Finding one of the small, squares of wood, he approximated its center, stamped the nail-point into it with the heel of his boot. Footsteps sounded along the corridor, he shoved the stuff out of sight beneath the bench, lay down just in time before the spyhole opened. The light flashed on, a cold, reptilian eye looked in, somebody grunted. The light cut off, the spyhole shut.
Resuming his task, Leeming twisted the nail one way and then the other, stamping on it with his boot from time to time. The task was tedious but at least it gave him something to do. He persevered until he had drilled a neat hole two-thirds of the way through the wood.
Next, he took his half-length of wire, broke it into two unequal parts, shaped the shorter piece to form a neat loop with two legs each three or four inches long. He tried to make the loop as near to a perfect circle as possible. The longer piece he wound tightly around the loop so that it formed a close-fitting coil with legs matching the others.
Propping his bench against the wall, he climbed it to the window and examined his handiwork in the glow from outside floodlights, made a few minor adjustments and felt satisfied. He replaced the bench and used the nail to make on its edge two small nicks representing the exact diameter of the loop. Lastly he counted the number of turns to the coil. There were twenty-seven.
It was important to remember these details because in all likelihood he would have to make a second gadget as nearly identical as possible. That very similarity would help to bother the enemy. When a plotter makes two mysterious objects to all intents and purposes the same, it is hard to resist the notion that he knows what he is doing and has a sinister purpose.
To complete his preparations he coaxed the nail back into the place where it belonged. Some time he’d need it again as a valuable tool. They’d never find it and deprive him of it because, to the searcher’s mind, anything visibly not disturbed is not suspect.
Carefully he forced the four legs of the coiled loop into the hole that he’d drilled, thus making the square wood function as a supporting base. He now had a gadget, a thingamabob, a means to an end. He was the original inventor and sole proprietor of the Leeming-Finagle something-or-other.
Certain chemical reactions take place only in the presence of a catalyst, like marriages legalized by the presence of an official. Some equations can be solved only by the inclusion of an unknown quantity called X. If you haven’t enough to obtain a desired result you’ve got to add what’s needed.

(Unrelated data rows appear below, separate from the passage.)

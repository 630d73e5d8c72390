//! Dubbo v2 RPC frame matching.
//!
//! Frames start with the `0xdabb` magic; the request id (bytes 4..12, big-endian) keys a
//! pending-request map. The 16-byte header's body-length field (bytes 12..16,
//! big-endian) frames each message, so a frame split across packet events is reassembled
//! before it's parsed; a bad magic is unrecoverable framing corruption, so the whole
//! direction's buffer is discarded rather than retried.

use std::collections::HashMap;

use crate::aggregate::{Exchange, ExchangeStatus, ProtocolDetail};
use crate::error::ParseOutcome;
use crate::ingress::{PacketDir, PacketEventData, PacketEventHeader};
use crate::protocols::reassembly::DirectionalBuffers;
use crate::protocols::{ParserContext, StreamParser};
use crate::sampler::Sampler;

const MAX_PENDING_AGE_NS: u64 = 30_000_000_000;
const MAGIC: [u8; 2] = [0xda, 0xbb];
const FLAG_REQUEST: u8 = 0x80;
const HEADER_LEN: usize = 16;
const STATUS_OK: u8 = 20;

struct PendingRequest {
    operation: String,
    start_ns: u64,
    bytes_in: u64,
}

pub struct DubboParser {
    ctx: ParserContext,
    buffers: DirectionalBuffers,
    pending: HashMap<i64, PendingRequest>,
}

enum FrameResult {
    Complete(usize),
    Incomplete,
    BadMagic,
}

fn take_dubbo_frame(buf: &[u8]) -> FrameResult {
    if buf.len() < 2 {
        return FrameResult::Incomplete;
    }
    if buf[0..2] != MAGIC {
        return FrameResult::BadMagic;
    }
    if buf.len() < HEADER_LEN {
        return FrameResult::Incomplete;
    }
    let body_len = u32::from_be_bytes(buf[12..16].try_into().unwrap()) as usize;
    let total = HEADER_LEN + body_len;
    if buf.len() < total {
        return FrameResult::Incomplete;
    }
    FrameResult::Complete(total)
}

/// Decodes a Hessian2 compact-form string (`0x00`..`0x1f` length byte followed by that
/// many UTF-8 bytes). Longer chunked string forms aren't handled; those requests fall
/// back to the request-id key.
fn decode_hessian_short_string(buf: &[u8]) -> Option<(String, usize)> {
    let &tag = buf.first()?;
    if tag > 0x1f {
        return None;
    }
    let len = tag as usize;
    let end = 1 + len;
    if buf.len() < end {
        return None;
    }
    Some((String::from_utf8_lossy(&buf[1..end]).into_owned(), end))
}

/// Best-effort extraction of `service#method` from a Dubbo request body: dubbo version,
/// service path, service version, method name, each a Hessian2 string in that order.
fn extract_operation(body: &[u8]) -> Option<String> {
    let mut offset = 0;
    let (_, n) = decode_hessian_short_string(&body[offset..])?;
    offset += n;
    let (path, n) = decode_hessian_short_string(&body[offset..])?;
    offset += n;
    let (_, n) = decode_hessian_short_string(&body[offset..])?;
    offset += n;
    let (method, _) = decode_hessian_short_string(&body[offset..])?;
    Some(format!("{path}#{method}"))
}

impl DubboParser {
    pub fn new(ctx: ParserContext) -> Self {
        DubboParser {
            ctx,
            buffers: DirectionalBuffers::new(),
            pending: HashMap::new(),
        }
    }

    fn process_frame(&mut self, header: &PacketEventHeader, frame: &[u8], sampler: &mut Sampler) -> ParseOutcome {
        let flags = frame[2];
        let status = frame[3];
        let request_id = i64::from_be_bytes(frame[4..12].try_into().unwrap());
        let is_request = flags & FLAG_REQUEST != 0;

        if is_request {
            let body = &frame[HEADER_LEN..];
            let operation = extract_operation(body).unwrap_or_else(|| format!("request#{request_id}"));
            self.pending.insert(
                request_id,
                PendingRequest {
                    operation,
                    start_ns: header.time_nano,
                    bytes_in: frame.len() as u64,
                },
            );
            ParseOutcome::Ok
        } else {
            let Some(pending) = self.pending.remove(&request_id) else {
                log::warn!("Dubbo response without outstanding request on {}", self.ctx.flow_key);
                return ParseOutcome::Drop;
            };
            let is_error = status != STATUS_OK;
            let exchange = Exchange {
                flow_key: self.ctx.flow_key,
                proc_meta: self.ctx.proc_meta.clone(),
                protocol: self.ctx.protocol,
                endpoint: self.ctx.flow_key.resp.to_string(),
                operation: pending.operation,
                start_ns: pending.start_ns,
                duration_ns: header.time_nano.saturating_sub(pending.start_ns),
                status: if is_error { ExchangeStatus::Error } else { ExchangeStatus::Ok },
                bytes_in: pending.bytes_in,
                bytes_out: frame.len() as u64,
                attributes: [("dubbo_status".to_string(), status.to_string())].into_iter().collect(),
            };
            self.ctx.aggregators.add_exchange(&exchange);
            if sampler.should_sample(header.time_nano, is_error) {
                self.ctx.aggregators.add_detail(ProtocolDetail::from(&exchange));
            }
            ParseOutcome::Ok
        }
    }

    fn drain_frames(&mut self, dir: PacketDir, header: &PacketEventHeader, sampler: &mut Sampler) -> ParseOutcome {
        let mut outcome = ParseOutcome::Ok;
        loop {
            let buf = self.buffers.buffer(dir);
            match take_dubbo_frame(buf) {
                FrameResult::Complete(total) => {
                    let frame = buf[..total].to_vec();
                    self.buffers.consume(dir, total);
                    outcome = self.process_frame(header, &frame, sampler);
                }
                FrameResult::Incomplete => break,
                FrameResult::BadMagic => {
                    self.buffers.clear(dir);
                    outcome = ParseOutcome::Fail;
                    break;
                }
            }
        }
        outcome
    }
}

impl StreamParser for DubboParser {
    fn on_data(
        &mut self,
        _ctx: &ParserContext,
        header: &PacketEventHeader,
        data: &PacketEventData,
        sampler: &mut Sampler,
    ) -> ParseOutcome {
        if data.buffer.is_empty() {
            return ParseOutcome::Ok;
        }
        self.buffers.append(data.pkt_type, &data.buffer);
        self.drain_frames(data.pkt_type, header, sampler)
    }

    fn garbage_collection(&mut self, size_limit_bytes: usize, now_ns: u64) -> bool {
        self.pending.retain(|_, p| now_ns.saturating_sub(p.start_ns) <= MAX_PENDING_AGE_NS);
        self.buffers.shed_to_limit(size_limit_bytes);
        self.pending.is_empty() && self.buffers.cache_size() == 0
    }

    fn cache_size(&self) -> usize {
        self.pending.values().map(|p| p.bytes_in as usize).sum::<usize>() + self.buffers.cache_size()
    }
}

#[cfg(test)]
mod tests {
    use super::*;
    use crate::aggregate::ProtocolEventAggregators;
    use crate::flow::{FlowKey, L4Protocol};
    use crate::ingress::{MsgTypeHint, ProcMeta, ProtocolTag};
    use crate::stats::Protocol;
    use std::net::SocketAddr;
    use std::sync::Arc;

    fn ctx() -> ParserContext {
        ParserContext {
            protocol: Protocol::Dubbo,
            flow_key: FlowKey::new(
                "127.0.0.1:1234".parse::<SocketAddr>().unwrap(),
                "127.0.0.1:20880".parse::<SocketAddr>().unwrap(),
                L4Protocol::Tcp,
            ),
            proc_meta: ProcMeta::default(),
            aggregators: Arc::new(ProtocolEventAggregators::new(16)),
            cache_limit_bytes: 1024,
            dns_request_timeout_ms: 5000,
        }
    }

    fn header(now_ns: u64, flow_key: FlowKey) -> PacketEventHeader {
        PacketEventHeader {
            time_nano: now_ns,
            flow_key,
            proc_meta: ProcMeta::default(),
        }
    }

    fn hessian_string(s: &str) -> Vec<u8> {
        let mut out = vec![s.len() as u8];
        out.extend_from_slice(s.as_bytes());
        out
    }

    fn request_frame(request_id: i64, path: &str, method: &str) -> Vec<u8> {
        let mut body = Vec::new();
        body.extend(hessian_string("2.0.2"));
        body.extend(hessian_string(path));
        body.extend(hessian_string("1.0.0"));
        body.extend(hessian_string(method));

        let mut frame = Vec::new();
        frame.extend_from_slice(&MAGIC);
        frame.push(FLAG_REQUEST);
        frame.push(0);
        frame.extend_from_slice(&request_id.to_be_bytes());
        frame.extend_from_slice(&(body.len() as u32).to_be_bytes());
        frame.extend(body);
        frame
    }

    #[test]
    fn frame_split_across_two_packets_is_reassembled_and_operation_extracted() {
        let ctx = ctx();
        let mut parser = DubboParser::new(ctx.clone());
        let mut sampler = Sampler::new(1.0);
        let h = header(0, ctx.flow_key);
        let frame = request_frame(7, "com.example.Greeter", "sayHello");
        let (first, second) = frame.split_at(10);

        let data1 = PacketEventData::new(ProtocolTag::Dubbo, PacketDir::ClientToServer, MsgTypeHint::Unknown, first.to_vec(), 0);
        parser.on_data(&ctx, &h, &data1, &mut sampler);
        assert!(parser.pending.is_empty());

        let data2 = PacketEventData::new(ProtocolTag::Dubbo, PacketDir::ClientToServer, MsgTypeHint::Unknown, second.to_vec(), 0);
        parser.on_data(&ctx, &h, &data2, &mut sampler);
        let pending = parser.pending.get(&7).unwrap();
        assert_eq!(pending.operation, "com.example.Greeter#sayHello");
    }

    #[test]
    fn bad_magic_clears_buffer_and_fails() {
        let ctx = ctx();
        let mut parser = DubboParser::new(ctx.clone());
        let mut sampler = Sampler::new(1.0);
        let h = header(0, ctx.flow_key);
        let data = PacketEventData::new(ProtocolTag::Dubbo, PacketDir::ClientToServer, MsgTypeHint::Unknown, vec![0, 0, 0, 0], 0);
        let outcome = parser.on_data(&ctx, &h, &data, &mut sampler);
        assert_eq!(outcome, ParseOutcome::Fail);
        assert_eq!(parser.cache_size(), 0);
    }

    #[test]
    fn size_based_gc_sheds_buffered_bytes_over_limit() {
        let ctx = ctx();
        let mut parser = DubboParser::new(ctx.clone());
        parser.buffers.append(PacketDir::ClientToServer, &[0xda, 0xbb, 0, 0, 0, 0, 0, 0]);
        assert!(!parser.garbage_collection(1024, 0));
        assert!(parser.garbage_collection(1, 0));
        assert_eq!(parser.cache_size(), 0);
    }
}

If you require outside help that doesn’t exist you must invent it.
Whenever Man had found himself unable to master his environment with his bare hands, thought Leeming, the said environment had been coerced or bullied into submission by Man plus X. That had been so since the beginning of time: Man plus a tool or a weapon.
But X did not have to be anything concrete or solid, it did not have to be lethal or even visible. It could be as intangible and unprovable as the threat of hellfire or the promise of heaven. It could be a dream, an illusion, a whacking great thundering lie—just
anything.
There was only one positive test: whether it worked.